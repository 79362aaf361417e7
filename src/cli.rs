use std::path::PathBuf;

use clap::{ArgGroup, Parser, ValueEnum};

#[derive(Debug, Clone, Copy, PartialEq, Eq, ValueEnum)]
pub enum AdapterKind {
    Local,
    Ssh,
}

#[derive(Parser, Debug, Clone)]
#[command(name = "rrun", about = "Run Ruby code out of process, with replayable caching", version)]
#[command(group(ArgGroup::new("input").args(["code", "file"]).multiple(false)))]
#[command(group(ArgGroup::new("maintenance").args(["list_cache", "clear_cache"]).multiple(false)))]
pub struct Cli {
    /// Ruby code to run. Read from stdin when omitted.
    #[arg(value_name = "CODE")]
    pub code: Option<String>,

    /// Read the code from a file.
    #[arg(short = 'f', long)]
    pub file: Option<PathBuf>,

    /// Input binding as name=JSON. Can be used multiple times: --local x=41 --local s='"hi"'
    #[arg(short = 'l', long = "local", value_name = "NAME=JSON", action = clap::ArgAction::Append)]
    pub locals: Vec<String>,

    /// Replay from the cache when an entry exists.
    #[arg(long = "use-cache")]
    pub use_cache: bool,

    /// Record live runs into the cache.
    #[arg(long = "save-cache")]
    pub save_cache: bool,

    /// Never run live; fail when the cache has no entry.
    #[arg(long)]
    pub offline: bool,

    /// Cache directory (default: ./cache).
    #[arg(long = "cache-dir")]
    pub cache_dir: Option<PathBuf>,

    /// Where to run the code.
    #[arg(long, value_enum)]
    pub adapter: Option<AdapterKind>,

    /// Working directory of the interpreter (local path or remote path for ssh).
    #[arg(short = 'C', long = "working-dir")]
    pub working_dir: Option<String>,

    /// Remote host for the ssh adapter.
    #[arg(long)]
    pub host: Option<String>,

    /// Remote user for the ssh adapter.
    #[arg(long)]
    pub user: Option<String>,

    /// Remote port for the ssh adapter.
    #[arg(long)]
    pub port: Option<u16>,

    /// Interpreter command line, e.g. "ruby -W0".
    #[arg(long)]
    pub interpreter: Option<String>,

    /// List cached runs and exit.
    #[arg(long = "list-cache")]
    pub list_cache: bool,

    /// Remove every cached run and exit.
    #[arg(long = "clear-cache")]
    pub clear_cache: bool,
}

impl Cli {
    pub fn parse() -> Self {
        <Self as Parser>::parse()
    }

    /// Flag values as config overrides, using the same keys as the config file.
    pub fn overrides(&self) -> Vec<(String, String)> {
        let mut out: Vec<(String, String)> = Vec::new();
        let mut put = |k: &str, v: String| out.push((k.to_string(), v));
        if self.use_cache {
            put("RRUN_USE_CACHE", "true".into());
        }
        if self.save_cache {
            put("RRUN_SAVE_CACHE", "true".into());
        }
        if self.offline {
            put("RRUN_OFFLINE", "true".into());
        }
        if let Some(d) = &self.cache_dir {
            put("RRUN_CACHE_DIR", d.to_string_lossy().into_owned());
        }
        if let Some(a) = self.adapter {
            let kind = match a {
                AdapterKind::Local => "local",
                AdapterKind::Ssh => "ssh",
            };
            put("RRUN_ADAPTER", kind.into());
        }
        if let Some(d) = &self.working_dir {
            put("RRUN_WORKING_DIR", d.clone());
        }
        if let Some(h) = &self.host {
            put("RRUN_SSH_HOST", h.clone());
        }
        if let Some(u) = &self.user {
            put("RRUN_SSH_USER", u.clone());
        }
        if let Some(p) = self.port {
            put("RRUN_SSH_PORT", p.to_string());
        }
        if let Some(i) = &self.interpreter {
            put("RRUN_INTERPRETER", i.clone());
        }
        out
    }
}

────────────────

Every entry should be printed again exactly as it stands.

Result below -
repository 79362aaf361417e7
filename src/cli.rs
use std::path::PathBuf;

use clap::{ArgGroup, Parser, ValueEnum};

#[derive(Debug, Clone, Copy, PartialEq, Eq, ValueEnum)]
pub enum AdapterKind {
    Local,
    Ssh,
}

#[derive(Parser, Debug, Clone)]
#[command(name = "rrun", about = "Run Ruby code out of process, with replayable caching", version)]
#[command(group(ArgGroup::new("input").args(["code", "file"]).multiple(false)))]
#[command(group(ArgGroup::new("maintenance").args(["list_cache", "clear_cache"]).multiple(false)))]
pub struct Cli {
    /// Ruby code to run. Read from stdin when omitted.
    #[arg(value_name = "CODE")]
    pub code: Option<String>,

    /// Read the code from a file.
    #[arg(short = 'f', long)]
    pub file: Option<PathBuf>,

    /// Input binding as name=JSON. Can be used multiple times: --local x=41 --local s='"hi"'
    #[arg(short = 'l', long = "local", value_name = "NAME=JSON", action = clap::ArgAction::Append)]
    pub locals: Vec<String>,

    /// Replay from the cache when an entry exists.
    #[arg(long = "use-cache")]
    pub use_cache: bool,

    /// Record live runs into the cache.
    #[arg(long = "save-cache")]
    pub save_cache: bool,

    /// Never run live; fail when the cache has no entry.
    #[arg(long)]
    pub offline: bool,

    /// Cache directory (default: ./cache).
    #[arg(long = "cache-dir")]
    pub cache_dir: Option<PathBuf>,

    /// Where to run the code.
    #[arg(long, value_enum)]
    pub adapter: Option<AdapterKind>,

    /// Working directory of the interpreter (local path or remote path for ssh).
    #[arg(short = 'C', long = "working-dir")]
    pub working_dir: Option<String>,

    /// Remote host for the ssh adapter.
    #[arg(long)]
    pub host: Option<String>,

    /// Remote user for the ssh adapter.
    #[arg(long)]
    pub user: Option<String>,

    /// Remote port for the ssh adapter.
    #[arg(long)]
    pub port: Option<u16>,

    /// Interpreter command line, e.g. "ruby -W0".
    #[arg(long)]
    pub interpreter: Option<String>,

    /// List cached runs and exit.
    #[arg(long = "list-cache")]
    pub list_cache: bool,

    /// Remove every cached run and exit.
    #[arg(long = "clear-cache")]
    pub clear_cache: bool,
}

impl Cli {
    pub fn parse() -> Self {
        <Self as Parser>::parse()
    }

    /// Flag values as config overrides, using the same keys as the config file.
    pub fn overrides(&self) -> Vec<(String, String)> {
        let mut out: Vec<(String, String)> = Vec::new();
        let mut put = |k: &str, v: String| out.push((k.to_string(), v));
        if self.use_cache {
            put("RRUN_USE_CACHE", "true".into());
        }
        if self.save_cache {
            put("RRUN_SAVE_CACHE", "true".into());
        }
        if self.offline {
            put("RRUN_OFFLINE", "true".into());
        }
        if let Some(d) = &self.cache_dir {
            put("RRUN_CACHE_DIR", d.to_string_lossy().into_owned());
        }
        if let Some(a) = self.adapter {
            let kind = match a {
                AdapterKind::Local => "local",
                AdapterKind::Ssh => "ssh",
            };
            put("RRUN_ADAPTER", kind.into());
        }
        if let Some(d) = &self.working_dir {
            put("RRUN_WORKING_DIR", d.clone());
        }
        if let Some(h) = &self.host {
            put("RRUN_SSH_HOST", h.clone());
        }
        if let Some(u) = &self.user {
            put("RRUN_SSH_USER", u.clone());
        }
        if let Some(p) = self.port {
            put("RRUN_SSH_PORT", p.to_string());
        }
        if let Some(i) = &self.interpreter {
            put("RRUN_INTERPRETER", i.clone());
        }
        out
    }
}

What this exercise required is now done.